Jorge Gómez Barata
En la universidad Al-Azhar en El Cairo, el entonces presidente Barack Obama, cuyo padre era musulmán, él mismo vivió parte de su infancia en Indonesia, el más poblado de los países islámicos, y lleva como segundo nombre el de Husein, refiriéndose al dilatado contencioso de su país con Irán, declaró: “…En medio de la Guerra Fría, Estados Unidos desempeñó un papel en el derrocamiento de un gobierno iraní elegido democráticamente…”
La confesión, breve y críptica, fue suficiente para los iniciados. Se trataba de la intervención de la CIA en el derrocamiento del primer ministro iraní Mohammad Mossadeg (1953) que, además de un acto bárbaro de occidente contra el Levante, constituyó una oportunidad perdida.
Mohammad Mossadeg nació en 1880, y llegó a primer ministro de Irán en 1951, entonces tenía 71 años. Para el país y la esperanza de vida de entonces era un anciano que, en nombre de intereses nacionales legítimos, confrontó a la Anglo-Iranian Oil Company, al sha Mohamed Reza Pahlavi, a Gran Bretaña, y a los Estados Unidos, emprendió la nacionalización del petróleo e intentó democratizar a Irán; dos misiones imposibles que le costaron la libertad y la vida.
Exquisitamente culto y esencialmente liberal, Mossadeg se había diplomado de Ciencias Políticas en París, y de Derecho en Suiza, fue Ministro de Hacienda en 1921, y de Asuntos Exteriores de 1923 a 1925. Parlamentario desde 1923. En 1927 el sha lo obligó a abandonar la vida pública a la que retornó en 1943, momento en que, curiosamente, ganó notoriedad por oponerse al otorgamiento de concesiones petroleras a la Unión Soviética.

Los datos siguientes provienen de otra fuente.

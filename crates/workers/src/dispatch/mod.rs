mod engine;

pub use engine::{DispatchConfig, DispatchEngine, DispatchError, DispatchReport, SweepReport};
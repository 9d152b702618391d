mod loader;
mod schema;

pub use loader::{load, load_from_file, load_from_str, load_with, LoadError, CONFIG_ENV, DEFAULT_CONFIG_PATH};
pub use schema::{
    ChannelsConfig, ChatConfig, ClassQuotas, DatabaseConfig, DispatchSection, HttpConfig,
    LogConfig, LogFormat, PushConfig, RateLimitConfig, SchedulerSection, ServerConfig,
    SmsConfig, SmtpConfig,
};
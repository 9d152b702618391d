pub mod channels;
pub mod config;
pub mod metrics;
pub mod middleware;
pub mod ratelimit;
pub mod rest;
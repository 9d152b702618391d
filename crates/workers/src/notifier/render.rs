use std::fmt::Write;

use riskwatch_common::model::{Alert, Severity, Tier};

#[derive(Debug, Clone, PartialEq)]
pub struct RenderedContent {
    pub alert_id: String,
    pub severity: Severity,
    pub escalated: bool,
    pub subject: String,
    pub body: String,
}

pub fn render(alert: &Alert, tier: Tier) -> RenderedContent {
    let escalated = tier == Tier::Escalation;
    let marker = if escalated { "[ESCALATED] " } else { "" };
    let subject = format!(
        "{marker}[{}] {} ({})",
        alert.severity.tag(),
        alert.title,
        alert.alert_type.as_str()
    );

    let mut body = String::with_capacity(256);
    if escalated {
        let _ = writeln!(body, "This alert is still unacknowledged and has been escalated.");
    }
    let _ = writeln!(body, "Alert: {}", alert.title);
    let _ = writeln!(body, "Id: {}", alert.id);
    let _ = writeln!(body, "Type: {}", alert.alert_type.as_str());
    let _ = writeln!(body, "Severity: {}", alert.severity.as_str());
    if !alert.category.is_empty() {
        let _ = writeln!(body, "Category: {}", alert.category);
    }
    if let Some(system) = &alert.source.system {
        let entity = match (&alert.source.entity_type, &alert.source.entity_id) {
            (Some(t), Some(id)) => format!(" {t}/{id}"),
            (None, Some(id)) => format!(" {id}"),
            _ => String::new(),
        };
        let _ = writeln!(body, "Source: {system}{entity}");
    }
    if let Some(condition) = &alert.trigger_condition {
        let _ = writeln!(body, "Condition: {condition}");
    }
    if let (Some(threshold), Some(actual)) = (&alert.threshold_value, &alert.actual_value) {
        let _ = writeln!(body, "Threshold: {threshold} / Actual: {actual}");
    }
    if let Some(score) = alert.risk_score {
        let _ = writeln!(body, "Risk score: {score:.2}");
    }
    if let Some(score) = alert.impact_score {
        let _ = writeln!(body, "Impact score: {score:.2}");
    }
    if !alert.description.is_empty() {
        let _ = writeln!(body, "\n{}", alert.description);
    }

    RenderedContent {
        alert_id: alert.id.clone(),
        severity: alert.severity,
        escalated,
        subject,
        body,
    }
}
use std::sync::Arc;
use std::time::Duration;

use riskwatch_common::model::{DeliveryDraft, DeliveryStatus, NotificationDelivery};
use riskwatch_common::repository::{DeliveryRepository, RepoError};
use riskwatch_common::retry::exponential_delay;

use crate::notifier::NotifyError;

pub fn next_retry_delay(base: Duration, attempt: u32, ceiling: Duration) -> Duration {
    exponential_delay(base, attempt, ceiling)
}

/// Persists delivery outcomes and decides what gets replayed.
#[derive(Clone)]
pub struct DeliveryTracker {
    repo: Arc<dyn DeliveryRepository>,
    backoff_ceiling: Duration,
}

impl DeliveryTracker {
    pub fn new(repo: Arc<dyn DeliveryRepository>, backoff_ceiling: Duration) -> Self {
        Self {
            repo,
            backoff_ceiling,
        }
    }

    pub async fn open(
        &self,
        draft: DeliveryDraft,
        now_ms: i64,
    ) -> Result<NotificationDelivery, RepoError> {
        let delivery = NotificationDelivery::open(draft, now_ms);
        self.repo.save(&delivery).await?;
        Ok(delivery)
    }

    /// Applies one send result to a PENDING delivery. Failures pass through
    /// FAILED and land on PENDING_RETRY or EXHAUSTED before being saved, so
    /// no attempt is ever left ambiguous.
    pub async fn record(
        &self,
        mut delivery: NotificationDelivery,
        result: &Result<(), NotifyError>,
        now_ms: i64,
    ) -> Result<NotificationDelivery, RepoError> {
        if delivery.status != DeliveryStatus::Pending {
            tracing::warn!(
                delivery_id = %delivery.id,
                status = delivery.status.as_str(),
                "ignoring result for delivery that is not pending"
            );
            return Ok(delivery);
        }

        delivery.updated_at_ms = now_ms;
        match result {
            Ok(()) => {
                delivery.status = DeliveryStatus::Sent;
                delivery.last_error = None;
                delivery.failure = None;
                delivery.next_retry_at_ms = None;
            }
            Err(e) => {
                delivery.status = DeliveryStatus::Failed;
                delivery.last_error = Some(e.message.clone());
                delivery.failure = Some(e.kind);

                if e.is_transient() && delivery.attempt < delivery.max_attempts {
                    let delay = next_retry_delay(
                        Duration::from_millis(delivery.backoff_base_ms),
                        delivery.attempt,
                        self.backoff_ceiling,
                    );
                    delivery.status = DeliveryStatus::PendingRetry;
                    delivery.next_retry_at_ms = Some(now_ms.saturating_add(delay.as_millis() as i64));
                } else {
                    delivery.status = DeliveryStatus::Exhausted;
                    delivery.next_retry_at_ms = None;
                    tracing::warn!(
                        delivery_id = %delivery.id,
                        alert_id = %delivery.alert_id,
                        channel = %delivery.channel,
                        attempt = delivery.attempt,
                        error = %e,
                        "delivery exhausted"
                    );
                }
            }
        }

        self.repo.save(&delivery).await?;
        Ok(delivery)
    }

    pub async fn due_for_retry(
        &self,
        now_ms: i64,
        limit: usize,
    ) -> Result<Vec<NotificationDelivery>, RepoError> {
        self.repo.find_retry_due(now_ms, limit).await
    }

    pub async fn claim(
        &self,
        id: &str,
        now_ms: i64,
    ) -> Result<Option<NotificationDelivery>, RepoError> {
        self.repo.claim_for_retry(id, now_ms).await
    }

    /// PENDING records untouched since before `cutoff_ms`: the process that
    /// opened or claimed them stopped before recording an outcome.
    pub async fn stale_pending(
        &self,
        cutoff_ms: i64,
        limit: usize,
    ) -> Result<Vec<NotificationDelivery>, RepoError> {
        self.repo.find_stale_pending(cutoff_ms, limit).await
    }

    pub async fn reclaim_stale(
        &self,
        id: &str,
        cutoff_ms: i64,
        now_ms: i64,
    ) -> Result<Option<NotificationDelivery>, RepoError> {
        self.repo.reclaim_stale(id, cutoff_ms, now_ms).await
    }

    pub async fn purge_older_than(&self, cutoff_ms: i64) -> Result<u64, RepoError> {
        self.repo.delete_older_than(cutoff_ms).await
    }

    pub async fn for_alert(&self, alert_id: &str) -> Result<Vec<NotificationDelivery>, RepoError> {
        self.repo.find_by_alert(alert_id).await
    }
}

Designado primer ministro en 1951, concibió la idea de nacionalizar el petróleo, por lo cual en 1953 fue destituido por el sha, cosa que no aceptó, y con apoyo popular revertió la decisión e hizo huir al monarca, que, pocos meses después, apoyado por tropas monárquicas y con respaldo británico y de la CIA, recuperó el control del país.
Acusado de traición Mossadeg fue condenado, y permaneció en arresto domiciliario y aislamiento el resto de su vida.
No se trata de una novedad, sino de otra evidencia de que con frecuencia la política exterior de Estados Unidos es contraria a su discurso. A la vez que pregona la democracia, cuando aparecen oportunidades, se desmiente y gira en sentido inverso. Con el derrocamiento de Mossadeg, primer gobernante liberal en 4,500 años de historia persa, liquidó la mejor oportunidad para avanzar en la democratización de la región.
Si bien al restaurar en el trono al sha Reza Pahlavi y asegurar el control del petróleo, obtuvieron una pequeña victoria táctica, Estados Unidos y Gran Bretaña comprometieron el futuro, y crearon las premisas para que un cuarto de siglo después, en 1979, el monarca fuera derrotado, y los ayatolás se hicieran con el poder. De ese modo perdió el petróleo, el país, y una magnífica oportunidad para impulsar la democracia y entronizar la modernidad política del Oriente Medio.
El resto de la historia es conocida. El errático comportamiento político, que en lugar de aprovechar la coyuntura para sumar la región a las corrientes políticas occidentales y, junto con el progreso económico, promover la democracia y el laicismo, hizo prevalecer mezquinos intereses de las empresas petroleras, lo cual ha conducido a una especie de callejón sin salida.
Al frenar el auge nacionalista y los aires modernizadores que acompañaba a Mossadeg, Estados Unidos cambio la dirección de los procesos históricos en la región y ahora, al apartar a Irán del Plan Integral de Acción Conjunta, más conocido como acuerdo 5+1, puede estar cometiendo un error similar que, en lugar de flexibilizar la política del estado persa, la radicaliza.
Todavía hay tiempo para evitar un encontronazo militar, no obstante, las oportunidades pueden estar acabándose.